漫画家まどの一哉ブログ
「人間の限界」 霜山徳爾
読書
「人間の限界」霜山徳爾 著
(岩波新書 1975年)
限りある人間の営みを、まなざし・歩み・漂白など様々な局面から、古今の名言を手掛かりに切り取った随想集。
著者霜山徳爾(1919-2009)は著名な臨床心理学者であり、フランクルの「夜と霧」の翻訳者でもあるが不明にして知らなかった。
本書は専門の臨床心理学の知見も活かしながら、必ず終わる人生の意味と限界を、手・足、立つこと・歩くこと、地平・蒼穹など、多様な条件下で問い直し最後の告別まで至る覚書である。

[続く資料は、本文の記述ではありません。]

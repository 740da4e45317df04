//! Attribute patching via span edits.
//!
//! The patcher never reprints the tree: it produces byte-range edits against
//! the original source text and splices them in, so every byte outside an
//! edit survives exactly and line numbers of unmodified code never move.

use crate::locate::{AttributeValueKind, LocatedElement};

/// Replace `start..end` with `text`. A pure insertion has `start == end`.
#[derive(Debug, Clone, PartialEq, Eq)]
pub struct SourceEdit {
    pub start: u32,
    pub end: u32,
    pub text: String,
}

#[derive(Debug, Clone, Copy, PartialEq, Eq)]
pub enum PatchError {
    /// The attribute value is an expression; overwriting it with a literal
    /// would silently destroy programmer-authored logic.
    DynamicValue,
}

/// Set or insert a static string attribute on a located opening tag.
///
/// An existing attribute keeps its list position; a missing one is appended
/// immediately before the tag's `>` or `/>`, never reordering the others. A
/// non-literal value is refused without producing an edit.
pub fn set_string_attribute(
    element: &LocatedElement,
    source: &str,
    attribute_name: &str,
    next_value: &str,
) -> Result<SourceEdit, PatchError> {
    if let Some(attribute) = element
        .attributes
        .iter()
        .find(|attribute| attribute.name == attribute_name)
    {
        return match &attribute.value {
            AttributeValueKind::StaticString { value_span } => Ok(SourceEdit {
                start: value_span.start,
                end: value_span.end,
                text: quote_attribute_value(next_value),
            }),
            AttributeValueKind::Absent => Ok(SourceEdit {
                start: attribute.span.end,
                end: attribute.span.end,
                text: format!("={}", quote_attribute_value(next_value)),
            }),
            AttributeValueKind::Dynamic => Err(PatchError::DynamicValue),
        };
    }

    let offset = attribute_insertion_offset(element, source);
    Ok(SourceEdit {
        start: offset,
        end: offset,
        text: format!(
            " {}={}",
            attribute_name,
            quote_attribute_value(next_value)
        ),
    })
}

/// Byte offset just past the last attribute, before the closing `>` / `/>`.
pub(crate) fn attribute_insertion_offset(element: &LocatedElement, source: &str) -> u32 {
    let start = element.span.start as usize;
    let end = element.span.end as usize;
    let bytes = source[start..end].as_bytes();
    let mut cut = bytes.len();
    if cut > 0 && bytes[cut - 1] == b'>' {
        cut -= 1;
    }
    if cut > 0 && bytes[cut - 1] == b'/' {
        cut -= 1;
    }
    while cut > 0 && bytes[cut - 1].is_ascii_whitespace() {
        cut -= 1;
    }
    (start + cut) as u32
}

/// JSX attribute strings have no escape sequences; quoting switches style
/// instead. A value containing both quote kinds encodes `"` as `&quot;`.
pub(crate) fn quote_attribute_value(value: &str) -> String {
    if !value.contains('"') {
        format!("\"{}\"", value)
    } else if !value.contains('\'') {
        format!("'{}'", value)
    } else {
        format!("\"{}\"", value.replace('"', "&quot;"))
    }
}

/// Splice edits into the source. Edits are applied in reverse offset order
/// so earlier offsets stay valid; they must not overlap.
pub fn apply_edits(source: &str, mut edits: Vec<SourceEdit>) -> String {
    edits.sort_by(|a, b| b.start.cmp(&a.start));
    let mut output = source.to_string();
    for edit in edits {
        output.replace_range(edit.start as usize..edit.end as usize, &edit.text);
    }
    output
}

古今東西の典籍を引用しながらしだいに思いを深めていくが、とうぜん革新的な結論に達するわけではく、長い歴史の中で人間がなんとなく残してきた思いの輪郭をなぞるだけかもしれない。しかしそれもまたありだ。
次々と引用される過去の幅広い著作・名言の豊かさと美しさ。それらを組み込んで語られる一文の心地よさが格別で、心に沁みる名文だ。私が言うのもおこがましいが歴史に残る名随筆だと思う。
古い本だが読んでみないと分からない。